THE QUETTA CITY SPATIAL BUSINESS INTENSITY PATTERN

Geography

Muhammad Nawaz* ABSTRACT

An indication of the rapid progression of urbanization across the globe, the spread of urbanization in Europe and Middle East is apparent, as are rising levels of urbanization in Africa and Asia, Pakistan has progressed appreciably, in 1901 only 9.8 percent 0f total population lived in urban areas. It is estimated that 2025 A.D. the 60 percent of total population of the country will live in town and cities. As the urban places are playing very high role to business opportunities and progress, provide services, in socio-economic development of the region. In fact the business intensity pattern of a city, its structure, functions, composition, spatial organization, the body of a character of the city, a city is business complex with large number of retail business that is its components and takes the advantage of a city location business, form, function and development. Among these retail businesses groups of business tend to concentrate and occupy the considerable part of the city space, where as other occupy low intensities areas.

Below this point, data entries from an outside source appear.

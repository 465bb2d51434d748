//! Tests for derive input gathering.

use super::super::*;
use anyhow::{Result, anyhow, ensure};
use rstest::rstest;
use syn::{DeriveInput, parse_quote};

#[rstest]
fn gathers_fields_docs_and_attrs() -> Result<()> {
    let input: DeriveInput = parse_quote! {
        /// Train a model.
        ///
        /// Runs on one GPU.
        struct Train {
            /// Learning
            /// rate.
            #[schemargs(default = 0.1)]
            lr: f64,
            #[schemargs(skip)]
            cache: Vec<u8>,
        }
    };
    let record = parse_record(&input)?;
    ensure!(record.ident == "Train");
    ensure!(record.doc.as_deref() == Some("Train a model.\n\nRuns on one GPU."));
    let [lr, cache] = record.fields.as_slice() else {
        return Err(anyhow!("expected two fields"));
    };
    ensure!(lr.ident == "lr" && lr.doc.as_deref() == Some("Learning\nrate."));
    ensure!(lr.attrs.default.is_some());
    ensure!(cache.attrs.skip && cache.doc.is_none());
    Ok(())
}

#[rstest]
#[case::tuple_struct(parse_quote!(struct Pair(u8, u8);), "named fields")]
#[case::enum_input(parse_quote!(enum E { A }), "only be derived for structs")]
fn rejects_non_record_inputs(#[case] input: DeriveInput, #[case] message: &str) -> Result<()> {
    let Err(err) = parse_record(&input) else {
        return Err(anyhow!("expected an error"));
    };
    ensure!(err.to_string().contains(message), "got {err}");
    Ok(())
}

#[rstest]
fn gathers_enum_variants() -> Result<()> {
    let input: DeriveInput = parse_quote! {
        enum Color { Red, Green, Blue }
    };
    let parsed = parse_enum(&input)?;
    let names: Vec<String> = parsed.variants.iter().map(ToString::to_string).collect();
    ensure!(names == ["Red", "Green", "Blue"]);
    Ok(())
}

#[rstest]
#[case::data(parse_quote!(enum E { A(u8) }), "cannot carry data")]
#[case::empty(parse_quote!(enum E {}), "at least one variant")]
#[case::structure(parse_quote!(struct S { a: u8 }), "only be derived for enums")]
fn rejects_invalid_enums(#[case] input: DeriveInput, #[case] message: &str) -> Result<()> {
    let Err(err) = parse_enum(&input) else {
        return Err(anyhow!("expected an error"));
    };
    ensure!(err.to_string().contains(message), "got {err}");
    Ok(())
}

INTRODUCTION The city of Quetta as the capital of Balochistan province with 565137 urban dwellers in 1998, which will became the place of one million peoples in 2015 is situated at the height of 1676.4 meter from sea level, bowl shaped, 6 K.m. wide 20 Km (average) long valley bounded by mountains, growing relatively at higher rate (4.15 percent annually) than other urban settlements in the province. The urbanization processes in the region and its

* Assistant Professor Department of Geography University of Balochistan Quetta Pakistan.

- 32 - influence on Quetta being the seat of government, provide the facilities of higher order, improved living conditions, employment opportunities as compare to other urban centers of the province. The population of Quetta city according to the1941 census was 64476 persons it was 6.97 percent increased between 1931-41 comprising of Quetta municipal area (7406773 sq. meter). In 1951 the population was 83892 persons which were 30.11 percent increased during the 10 years, where 37.33 percent increase show in 1955, but a significant growth in 1972 (48.19 percent) and (80.88 percent) in 1981 seems a very high increase in 10 years. Similarly the increase in area was 151 percent in 1975 and 8.29 percent again show a large expansion in municipal area. In 1998 the population of Quetta city including cantonment was reached to 565137 persons (97.79 percent increased, and as 19.49 percent more area was included in municipal limits in 1992,and 15039225 (sq. meters) 31.20 percent area was added in 1998 in the municipal corporation. On the basis of 50 years growth record of Quetta city, it is estimated that the number of urban dwellers will reach 2000000 in 2020. In order to present study “The Quetta City Spatial Business Intensity Pattern” can focus and became a most favored area or the city of more than two million dwellers comfort, planning and development.

METHODOLOGY

The analytical framework laid down, has been used the Geographical Information System (G.I.S.) techniques, methodological measures and analysis methods which range from collection of primary data of 14936 establishments from the field, Quetta Municipal Area (Q.M.C.) to classification, tabulation of data and the use of inferential statistics and mathematical model. The present study aim to analyze the “The Quetta City Spatial Business Intensity Pattern” and which will provide the guideline to city structuring, growth, it’s planning and development.

Data Collection. Primary data of 14936 establishments were collected from the Quetta Municipal Corporation (Q.M.C.) area. The city was divided into 494 business blocks on the basis of road and streets, and the base map of 1:2500 scales was used. The data were analyzed through using the Geographical information System (G.I.S) Software techniques and presented in the form of a map and tables.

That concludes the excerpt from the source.